=== EXERCISE MATERIAL ===
•••••

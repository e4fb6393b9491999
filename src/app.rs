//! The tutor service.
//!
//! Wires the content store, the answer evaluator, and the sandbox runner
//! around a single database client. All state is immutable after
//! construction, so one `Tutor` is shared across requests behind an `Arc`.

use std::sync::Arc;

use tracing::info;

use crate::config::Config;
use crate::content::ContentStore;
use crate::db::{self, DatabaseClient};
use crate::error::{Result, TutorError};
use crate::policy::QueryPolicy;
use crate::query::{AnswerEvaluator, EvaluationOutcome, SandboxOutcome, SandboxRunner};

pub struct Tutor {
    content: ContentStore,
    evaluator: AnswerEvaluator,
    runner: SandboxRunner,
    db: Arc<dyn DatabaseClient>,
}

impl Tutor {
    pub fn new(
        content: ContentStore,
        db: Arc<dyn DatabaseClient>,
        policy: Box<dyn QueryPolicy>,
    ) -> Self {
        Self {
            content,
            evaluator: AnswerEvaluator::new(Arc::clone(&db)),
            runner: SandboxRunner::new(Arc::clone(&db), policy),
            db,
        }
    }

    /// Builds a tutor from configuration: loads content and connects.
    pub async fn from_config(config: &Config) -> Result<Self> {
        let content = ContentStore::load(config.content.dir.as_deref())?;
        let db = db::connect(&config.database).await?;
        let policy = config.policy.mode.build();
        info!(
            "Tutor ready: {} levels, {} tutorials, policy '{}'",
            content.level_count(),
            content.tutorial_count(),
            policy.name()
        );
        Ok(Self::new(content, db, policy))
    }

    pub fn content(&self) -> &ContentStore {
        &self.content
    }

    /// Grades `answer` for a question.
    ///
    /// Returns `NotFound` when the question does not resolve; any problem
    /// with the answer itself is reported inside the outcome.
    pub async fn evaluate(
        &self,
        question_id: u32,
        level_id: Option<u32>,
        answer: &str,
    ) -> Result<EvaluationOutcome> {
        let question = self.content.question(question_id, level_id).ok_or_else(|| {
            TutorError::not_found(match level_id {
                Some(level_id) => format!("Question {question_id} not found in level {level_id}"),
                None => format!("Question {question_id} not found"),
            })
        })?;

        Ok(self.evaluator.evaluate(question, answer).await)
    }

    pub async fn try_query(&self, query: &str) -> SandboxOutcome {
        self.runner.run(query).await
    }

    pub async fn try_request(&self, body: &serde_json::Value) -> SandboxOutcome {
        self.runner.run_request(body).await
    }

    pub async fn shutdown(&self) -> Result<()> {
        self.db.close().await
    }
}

•••••

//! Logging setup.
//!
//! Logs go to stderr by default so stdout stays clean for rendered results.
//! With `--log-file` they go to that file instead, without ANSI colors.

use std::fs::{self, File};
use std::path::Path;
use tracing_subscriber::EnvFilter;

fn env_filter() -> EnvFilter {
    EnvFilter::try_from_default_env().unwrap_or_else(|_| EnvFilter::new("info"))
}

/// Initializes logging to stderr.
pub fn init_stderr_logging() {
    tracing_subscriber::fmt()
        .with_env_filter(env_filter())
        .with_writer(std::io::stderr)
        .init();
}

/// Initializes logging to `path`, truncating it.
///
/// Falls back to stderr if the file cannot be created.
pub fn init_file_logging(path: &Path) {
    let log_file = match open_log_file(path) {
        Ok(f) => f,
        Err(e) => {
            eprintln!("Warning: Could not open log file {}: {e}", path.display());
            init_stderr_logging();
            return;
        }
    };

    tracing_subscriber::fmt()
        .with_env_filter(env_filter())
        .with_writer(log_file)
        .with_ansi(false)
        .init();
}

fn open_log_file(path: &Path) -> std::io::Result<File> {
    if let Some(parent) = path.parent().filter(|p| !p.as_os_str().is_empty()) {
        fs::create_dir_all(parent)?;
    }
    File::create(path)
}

•••••

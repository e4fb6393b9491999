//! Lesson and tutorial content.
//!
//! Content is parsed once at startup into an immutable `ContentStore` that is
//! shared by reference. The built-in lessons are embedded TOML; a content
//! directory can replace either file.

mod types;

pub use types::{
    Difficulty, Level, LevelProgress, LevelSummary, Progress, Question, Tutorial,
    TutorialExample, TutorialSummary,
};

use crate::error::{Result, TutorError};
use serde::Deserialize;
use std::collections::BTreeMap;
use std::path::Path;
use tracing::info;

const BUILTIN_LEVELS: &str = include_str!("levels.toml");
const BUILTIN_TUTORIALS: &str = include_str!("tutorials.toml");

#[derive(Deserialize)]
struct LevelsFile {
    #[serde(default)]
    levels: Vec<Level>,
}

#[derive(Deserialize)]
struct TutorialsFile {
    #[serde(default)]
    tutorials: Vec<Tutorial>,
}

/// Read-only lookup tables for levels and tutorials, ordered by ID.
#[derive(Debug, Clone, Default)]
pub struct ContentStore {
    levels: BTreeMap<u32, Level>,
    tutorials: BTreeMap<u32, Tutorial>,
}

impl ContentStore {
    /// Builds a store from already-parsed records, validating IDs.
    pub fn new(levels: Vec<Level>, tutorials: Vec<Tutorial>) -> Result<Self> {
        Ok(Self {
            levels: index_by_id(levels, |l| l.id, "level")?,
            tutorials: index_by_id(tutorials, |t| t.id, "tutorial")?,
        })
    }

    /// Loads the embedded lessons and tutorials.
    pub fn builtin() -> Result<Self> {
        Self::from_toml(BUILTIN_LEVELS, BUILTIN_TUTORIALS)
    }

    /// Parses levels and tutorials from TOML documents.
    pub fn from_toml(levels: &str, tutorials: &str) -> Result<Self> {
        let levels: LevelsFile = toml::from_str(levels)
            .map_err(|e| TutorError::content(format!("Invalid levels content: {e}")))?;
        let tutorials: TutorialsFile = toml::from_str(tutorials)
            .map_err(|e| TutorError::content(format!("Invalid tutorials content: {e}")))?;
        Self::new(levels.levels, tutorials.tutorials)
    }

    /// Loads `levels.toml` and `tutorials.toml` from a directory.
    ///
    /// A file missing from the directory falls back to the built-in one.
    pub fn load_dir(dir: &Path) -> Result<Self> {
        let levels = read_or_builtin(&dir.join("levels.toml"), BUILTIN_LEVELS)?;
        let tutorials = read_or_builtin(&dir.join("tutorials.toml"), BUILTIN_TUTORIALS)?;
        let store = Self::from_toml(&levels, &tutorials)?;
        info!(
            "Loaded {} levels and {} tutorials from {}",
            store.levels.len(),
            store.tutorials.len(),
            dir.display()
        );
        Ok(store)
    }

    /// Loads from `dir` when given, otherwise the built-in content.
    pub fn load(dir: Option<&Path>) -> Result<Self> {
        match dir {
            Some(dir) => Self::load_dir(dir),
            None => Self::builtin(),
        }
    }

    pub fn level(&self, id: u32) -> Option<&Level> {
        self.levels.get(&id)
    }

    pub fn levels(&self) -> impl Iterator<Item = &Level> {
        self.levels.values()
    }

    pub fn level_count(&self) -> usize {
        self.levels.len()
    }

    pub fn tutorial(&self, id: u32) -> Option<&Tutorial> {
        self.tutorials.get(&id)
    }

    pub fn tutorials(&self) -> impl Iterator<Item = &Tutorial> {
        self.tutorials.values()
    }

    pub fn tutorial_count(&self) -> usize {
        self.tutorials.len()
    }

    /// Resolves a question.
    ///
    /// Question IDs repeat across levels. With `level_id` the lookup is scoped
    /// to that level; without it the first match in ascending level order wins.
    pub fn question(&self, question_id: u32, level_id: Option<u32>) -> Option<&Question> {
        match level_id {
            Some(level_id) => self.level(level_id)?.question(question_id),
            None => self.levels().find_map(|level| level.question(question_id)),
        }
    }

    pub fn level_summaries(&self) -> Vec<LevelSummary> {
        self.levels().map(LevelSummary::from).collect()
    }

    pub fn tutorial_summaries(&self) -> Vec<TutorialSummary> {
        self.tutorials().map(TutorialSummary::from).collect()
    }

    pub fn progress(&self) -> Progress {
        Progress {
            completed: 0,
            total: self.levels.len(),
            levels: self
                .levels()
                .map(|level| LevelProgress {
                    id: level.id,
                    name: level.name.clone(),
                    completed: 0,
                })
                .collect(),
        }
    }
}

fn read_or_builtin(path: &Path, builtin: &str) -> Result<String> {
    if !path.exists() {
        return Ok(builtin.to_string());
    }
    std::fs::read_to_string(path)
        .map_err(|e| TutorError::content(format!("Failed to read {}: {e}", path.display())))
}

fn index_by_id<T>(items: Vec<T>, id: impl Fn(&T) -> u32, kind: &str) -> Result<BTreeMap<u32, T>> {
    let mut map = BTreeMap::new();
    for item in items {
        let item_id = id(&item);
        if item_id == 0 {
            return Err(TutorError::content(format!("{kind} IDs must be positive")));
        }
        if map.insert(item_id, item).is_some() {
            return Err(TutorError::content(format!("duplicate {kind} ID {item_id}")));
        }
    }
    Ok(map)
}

•••••

=== TASK OBJECTIVE ===
The lines to copy are those in the records above containing the word "display".

=== SOLUTION TO THE EXERCISE ===
            eprintln!("Warning: Could not open log file {}: {e}", path.display());
            dir.display()
        .map_err(|e| TutorError::content(format!("Failed to read {}: {e}", path.display())))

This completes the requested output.